The most intuitive way to solve this problem is to simulate the ball's movement. We can use Depth-First Search (DFS) to track each ball's path.

For each ball dropped from the top (one ball per column), we recursively trace its movement downwards:

  1. Base Case: If the ball reaches the bottom row (i == m), it falls out at the current column j, so we return j.
  2. Stuck Conditions: The ball gets stuck if:
    • It's in the leftmost column (j == 0) and the board directs it left (grid[i][j] == -1).
    • It's in the rightmost column (j == n - 1) and the board directs it right (grid[i][j] == 1).
    • The board directs it right, but the next cell to the right directs it left (grid[i][j] == 1 && grid[i][j + 1] == -1).
    • The board directs it left, but the next cell to the left directs it right (grid[i][j] == -1 && grid[i][j - 1] == 1).
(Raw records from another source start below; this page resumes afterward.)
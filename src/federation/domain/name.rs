//! Validated canonical backend name type.

use super::CalendarDomainError;
use serde::{Deserialize, Serialize};
use std::borrow::Borrow;
use std::fmt;

/// Validated, lowercase alphanumeric-plus-underscores backend identifier.
///
/// Canonical names key the activated-backend table and form the first
/// segment of every composite identifier (e.g. `inmemorybackend`,
/// `caldav_backend`).
#[derive(Debug, Clone, PartialEq, Eq, PartialOrd, Ord, Hash, Serialize, Deserialize)]
#[serde(transparent)]
pub struct BackendName(String);

impl BackendName {
    /// Creates a validated backend name.
    ///
    /// The input is trimmed and lowercased. Only characters in `[a-z0-9_]`
    /// are accepted.
    ///
    /// # Errors
    ///
    /// Returns [`CalendarDomainError::EmptyBackendName`] when the value is
    /// empty after trimming, or [`CalendarDomainError::InvalidBackendName`]
    /// when it contains characters outside `[a-z0-9_]`.
    pub fn new(value: impl Into<String>) -> Result<Self, CalendarDomainError> {
        let raw = value.into();
        let normalized = raw.trim().to_ascii_lowercase();

        if normalized.is_empty() {
            return Err(CalendarDomainError::EmptyBackendName);
        }

        let is_valid = normalized
            .chars()
            .all(|c| c.is_ascii_lowercase() || c.is_ascii_digit() || c == '_');

        if !is_valid {
            return Err(CalendarDomainError::InvalidBackendName(raw));
        }

        Ok(Self(normalized))
    }

    /// Derives the canonical name for a backend implementation from its
    /// concrete type path.
    ///
    /// Generic arguments are stripped and only the last `::` path component
    /// is kept, case-folded to lowercase. Two differently-configured
    /// instances of one backend type therefore share a canonical name and
    /// collide in the activated-backend table; only one can be active at a
    /// time.
    ///
    /// # Errors
    ///
    /// Returns [`CalendarDomainError::EmptyBackendName`] or
    /// [`CalendarDomainError::InvalidBackendName`] when the path does not
    /// reduce to a usable name.
    pub fn from_type_path(path: &str) -> Result<Self, CalendarDomainError> {
        let base = path.split('<').next().unwrap_or(path);
        let last = base.rsplit("::").next().unwrap_or(base);
        Self::new(last)
    }

    /// Returns the backend name as a string slice.
    #[must_use]
    pub fn as_str(&self) -> &str {
        &self.0
    }
}

impl AsRef<str> for BackendName {
    fn as_ref(&self) -> &str {
        self.as_str()
    }
}

impl Borrow<str> for BackendName {
    fn borrow(&self) -> &str {
        self.as_str()
    }
}

impl fmt::Display for BackendName {
    fn fmt(&self, f: &mut fmt::Formatter<'_>) -> fmt::Result {
        f.write_str(&self.0)
    }
}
If any of these conditions are true, we return -1.
  3. Recursive Step: Otherwise, the ball moves to the next row based on the board's direction:
    • If grid[i][j] == 1, it moves right (dfs(i + 1, j + 1)).
    • If grid[i][j] == -1, it moves left (dfs(i + 1, j - 1)).

The dfs function recursively simulates the ball's trajectory. The main function iterates through each column, dropping a ball and using dfs to find its final position or determine if it gets stuck.
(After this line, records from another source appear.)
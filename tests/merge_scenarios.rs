//! Behaviour tests for calendar merge and degraded deletion.

mod merge_steps;

use merge_steps::world::{world, MergeWorld};
use rstest_bdd_macros::scenario;

#[scenario(
    path = "tests/features/calendar_merge.feature",
    name = "Merge a calendar without native backend support"
)]
#[tokio::test(flavor = "multi_thread")]
async fn merge_without_native_support(world: MergeWorld) {
    let _ = world;
}

#[scenario(
    path = "tests/features/calendar_merge.feature",
    name = "Degraded delete hides a calendar"
)]
#[tokio::test(flavor = "multi_thread")]
async fn degraded_delete_hides(world: MergeWorld) {
    let _ = world;
}

#[scenario(
    path = "tests/features/calendar_merge.feature",
    name = "Unknown backends fail with a typed error"
)]
#[tokio::test(flavor = "multi_thread")]
async fn unknown_backend_is_typed(world: MergeWorld) {
    let _ = world;
}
Time and Space Complexity Analysis

  • Time Complexity: O(m * n), where 'm' is the number of rows and 'n' is the number of columns. In the worst case, each ball might traverse all rows.
  • Space Complexity: O(m) due to the recursive depth of the DFS calls. The recursion depth is at most 'm' (the number of rows).
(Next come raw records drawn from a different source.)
//! Backend registry: descriptors, factory table, and activated instances.

use serde_json::Value;
use std::collections::{BTreeMap, HashMap};
use std::sync::{Arc, RwLock, RwLockReadGuard, RwLockWriteGuard};
use thiserror::Error;

use crate::federation::adapters::memory::InMemoryBackend;
use crate::federation::domain::{BackendDescriptor, BackendName};
use crate::federation::ports::{BackendError, CalendarBackend};

/// Result type for registry operations.
pub type RegistryResult<T> = Result<T, RegistryError>;

/// Constructor for backends referenced by descriptor name.
///
/// Factories receive the descriptor's stored constructor arguments; they
/// replace the original design's runtime type reflection with an explicit
/// table registered at startup.
pub type BackendFactory =
    Arc<dyn Fn(&[Value]) -> Result<Arc<dyn CalendarBackend>, BackendError> + Send + Sync>;

/// Errors returned by the backend registry.
#[derive(Debug, Clone, Error)]
pub enum RegistryError {
    /// The backend's type path does not reduce to a usable canonical name.
    #[error("backend type '{0}' does not yield a usable canonical name")]
    InvalidBackend(String),

    /// No activated backend answers to the given identifier segment.
    #[error("no activated backend named '{0}'")]
    BackendNotFound(String),

    /// Registry state was poisoned by a panicking writer.
    #[error("registry state poisoned: {0}")]
    Poisoned(String),
}

/// Report produced by [`BackendRegistry::setup_all`].
#[derive(Debug, Clone, Default)]
pub struct SetupReport {
    /// Canonical names activated by this setup pass.
    pub activated: Vec<BackendName>,
    /// Descriptors that were not activated, with the reason.
    pub skipped: Vec<SkippedDescriptor>,
}

/// A descriptor skipped during [`BackendRegistry::setup_all`].
#[derive(Debug, Clone)]
pub struct SkippedDescriptor {
    /// Descriptor name as registered.
    pub descriptor: String,
    /// Why the descriptor was not activated.
    pub reason: String,
}

#[derive(Default)]
struct RegistryState {
    descriptors: Vec<BackendDescriptor>,
    factories: HashMap<String, BackendFactory>,
    active: BTreeMap<BackendName, Arc<dyn CalendarBackend>>,
}

/// Backend descriptor and activation registry.
///
/// Owned by the application context and handed to the federation services
/// by reference; there is no process-global registry. The lifecycle has
/// two phases: descriptors and factories are populated during
/// configuration and backends activated during setup, after which
/// serving-phase access is read-mostly. Concurrent `activate`/`reset`
/// during serving requires external exclusion.
///
/// The activated table is ordered by canonical name, which fixes the
/// backend-iteration order of multi-backend listings.
#[derive(Clone, Default)]
pub struct BackendRegistry {
    state: Arc<RwLock<RegistryState>>,
}

impl BackendRegistry {
    /// Creates an empty registry.
    #[must_use]
    pub fn new() -> Self {
        Self::default()
    }

    /// Appends a backend descriptor.
    ///
    /// Nothing is constructed. Duplicates of the same name are all
    /// retained; the last registration wins when [`Self::setup_all`] runs.
    ///
    /// # Errors
    ///
    /// Returns [`RegistryError::Poisoned`] when the registry state is
    /// unavailable.
    pub fn register(&self, descriptor: BackendDescriptor) -> RegistryResult<()> {
        self.write_state()?.descriptors.push(descriptor);
        Ok(())
    }

    /// Registers the constructor for descriptors of the given name.
    ///
    /// A later registration under the same name replaces the earlier one.
    ///
    /// # Errors
    ///
    /// Returns [`RegistryError::Poisoned`] when the registry state is
    /// unavailable.
    pub fn register_factory<F>(&self, name: impl Into<String>, factory: F) -> RegistryResult<()>
    where
        F: Fn(&[Value]) -> Result<Arc<dyn CalendarBackend>, BackendError> + Send + Sync + 'static,
    {
        self.write_state()?
            .factories
            .insert(name.into(), Arc::new(factory));
        Ok(())
    }

    /// Activates a backend instance under its canonical name.
    ///
    /// The canonical name derives from the instance's concrete type path,
    /// so re-activating the same backend type overwrites the previous
    /// instance: at most one activated backend exists per canonical name.
    ///
    /// # Errors
    ///
    /// Returns [`RegistryError::InvalidBackend`] when the type path does
    /// not reduce to a usable canonical name, or
    /// [`RegistryError::Poisoned`] when the registry state is unavailable.
    pub fn activate(&self, backend: Arc<dyn CalendarBackend>) -> RegistryResult<BackendName> {
        let name = canonical_name(backend.type_path())?;
        self.write_state()?.active.insert(name.clone(), backend);
        Ok(name)
    }

    /// Constructs and activates the default in-memory backend.
    ///
    /// # Errors
    ///
    /// Returns [`RegistryError::Poisoned`] when the registry state is
    /// unavailable.
    pub fn activate_default(&self) -> RegistryResult<BackendName> {
        self.activate(Arc::new(InMemoryBackend::new()))
    }

    /// Constructs and activates every descriptor whose factory resolves.
    ///
    /// One construction per descriptor name: the last registration wins
    /// among duplicates, processed in first-registration order. Names
    /// without a factory, failing constructors, unusable type paths, and
    /// canonical names that are already active are skipped and reported,
    /// never fatal.
    ///
    /// # Errors
    ///
    /// Returns [`RegistryError::Poisoned`] when the registry state is
    /// unavailable.
    pub fn setup_all(&self) -> RegistryResult<SetupReport> {
        let (chosen, factories) = {
            let state = self.read_state()?;
            (
                collapse_descriptors(&state.descriptors),
                state.factories.clone(),
            )
        };

        let mut report = SetupReport::default();
        for descriptor in chosen {
            let Some(factory) = factories.get(descriptor.name()) else {
                report.skipped.push(SkippedDescriptor {
                    descriptor: descriptor.name().to_owned(),
                    reason: "no factory registered".to_owned(),
                });
                continue;
            };
            match factory(descriptor.args()) {
                Ok(backend) => self.activate_constructed(&descriptor, backend, &mut report)?,
                Err(err) => report.skipped.push(SkippedDescriptor {
                    descriptor: descriptor.name().to_owned(),
                    reason: format!("constructor failed: {err}"),
                }),
            }
        }
        Ok(report)
    }

    fn activate_constructed(
        &self,
        descriptor: &BackendDescriptor,
        backend: Arc<dyn CalendarBackend>,
        report: &mut SetupReport,
    ) -> RegistryResult<()> {
        let name = match canonical_name(backend.type_path()) {
            Ok(name) => name,
            Err(err) => {
                report.skipped.push(SkippedDescriptor {
                    descriptor: descriptor.name().to_owned(),
                    reason: err.to_string(),
                });
                return Ok(());
            }
        };

        let mut state = self.write_state()?;
        if state.active.contains_key(&name) {
            report.skipped.push(SkippedDescriptor {
                descriptor: descriptor.name().to_owned(),
                reason: format!("canonical name '{name}' is already activated"),
            });
            return Ok(());
        }
        state.active.insert(name.clone(), backend);
        report.activated.push(name);
        Ok(())
    }

    /// Returns the registered descriptors in registration order.
    ///
    /// # Errors
    ///
    /// Returns [`RegistryError::Poisoned`] when the registry state is
    /// unavailable.
    pub fn descriptors(&self) -> RegistryResult<Vec<BackendDescriptor>> {
        Ok(self.read_state()?.descriptors.clone())
    }

    /// Returns the canonical names of activated backends, lexicographically
    /// ordered.
    ///
    /// # Errors
    ///
    /// Returns [`RegistryError::Poisoned`] when the registry state is
    /// unavailable.
    pub fn active_names(&self) -> RegistryResult<Vec<BackendName>> {
        Ok(self.read_state()?.active.keys().cloned().collect())
    }

    /// Returns every activated backend in iteration order.
    ///
    /// # Errors
    ///
    /// Returns [`RegistryError::Poisoned`] when the registry state is
    /// unavailable.
    pub fn active(&self) -> RegistryResult<Vec<(BackendName, Arc<dyn CalendarBackend>)>> {
        let state = self.read_state()?;
        Ok(state
            .active
            .iter()
            .map(|(name, backend)| (name.clone(), Arc::clone(backend)))
            .collect())
    }

    /// Resolves an identifier segment to its activated backend.
    ///
    /// The match is exact and case-sensitive: canonical names are
    /// lowercase, so a segment differing only in case does not resolve.
    ///
    /// # Errors
    ///
    /// Returns [`RegistryError::BackendNotFound`] when no activated
    /// backend carries the segment as its canonical name, or
    /// [`RegistryError::Poisoned`] when the registry state is unavailable.
    pub fn resolve(
        &self,
        segment: &str,
    ) -> RegistryResult<(BackendName, Arc<dyn CalendarBackend>)> {
        let state = self.read_state()?;
        state
            .active
            .get_key_value(segment)
            .map(|(name, backend)| (name.clone(), Arc::clone(backend)))
            .ok_or_else(|| RegistryError::BackendNotFound(segment.to_owned()))
    }

    /// Clears the activated-backend table.
    ///
    /// Descriptors and factories are retained, so a later
    /// [`Self::setup_all`] can rebuild the table. Used between test runs
    /// and context switches.
    ///
    /// # Errors
    ///
    /// Returns [`RegistryError::Poisoned`] when the registry state is
    /// unavailable.
    pub fn reset(&self) -> RegistryResult<()> {
        self.write_state()?.active.clear();
        Ok(())
    }

    fn read_state(&self) -> RegistryResult<RwLockReadGuard<'_, RegistryState>> {
        self.state
            .read()
            .map_err(|err| RegistryError::Poisoned(err.to_string()))
    }

    fn write_state(&self) -> RegistryResult<RwLockWriteGuard<'_, RegistryState>> {
        self.state
            .write()
            .map_err(|err| RegistryError::Poisoned(err.to_string()))
    }
}

/// Derives the canonical activation name from a concrete type path.
fn canonical_name(type_path: &str) -> RegistryResult<BackendName> {
    BackendName::from_type_path(type_path)
        .map_err(|_| RegistryError::InvalidBackend(type_path.to_owned()))
}

/// Collapses duplicate descriptor names: one entry per name, carrying the
/// last-registered descriptor, ordered by first registration.
fn collapse_descriptors(descriptors: &[BackendDescriptor]) -> Vec<BackendDescriptor> {
    let mut order: Vec<String> = Vec::new();
    let mut latest: HashMap<String, BackendDescriptor> = HashMap::new();
    for descriptor in descriptors {
        if !latest.contains_key(descriptor.name()) {
            order.push(descriptor.name().to_owned());
        }
        latest.insert(descriptor.name().to_owned(), descriptor.clone());
    }
    order
        .iter()
        .filter_map(|name| latest.get(name).cloned())
        .collect()
}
Code Implementation (Python)

class Solution:
    def findBall(self, grid: List[List[int]]) -> List[int]:
        m, n = len(grid), len(grid[0])
        
        def dfs(i: int, j: int) -> int:
            if i == m:
                return j
            if j == 0 and grid[i][j] == -1:
                return -1
            if j == n - 1 and grid[i][j] == 1:
                return -1
            if grid[i][j] == 1 and grid[i][j + 1] == -1:
                return -1
            if grid[i][j] == -1 and grid[i][j - 1] == 1:
                return -1
            return dfs(i + 1, j + 1) if grid[i][j] == 1 else dfs(i + 1, j - 1)
 
        return [dfs(0, j) for j in range(n)]

The Python code directly implements the DFS approach described above. Other languages (Java, C++, JavaScript, etc.) would have similar implementations, following the same logic. The key is the recursive dfs function that simulates the ball's path and handles the stuck conditions.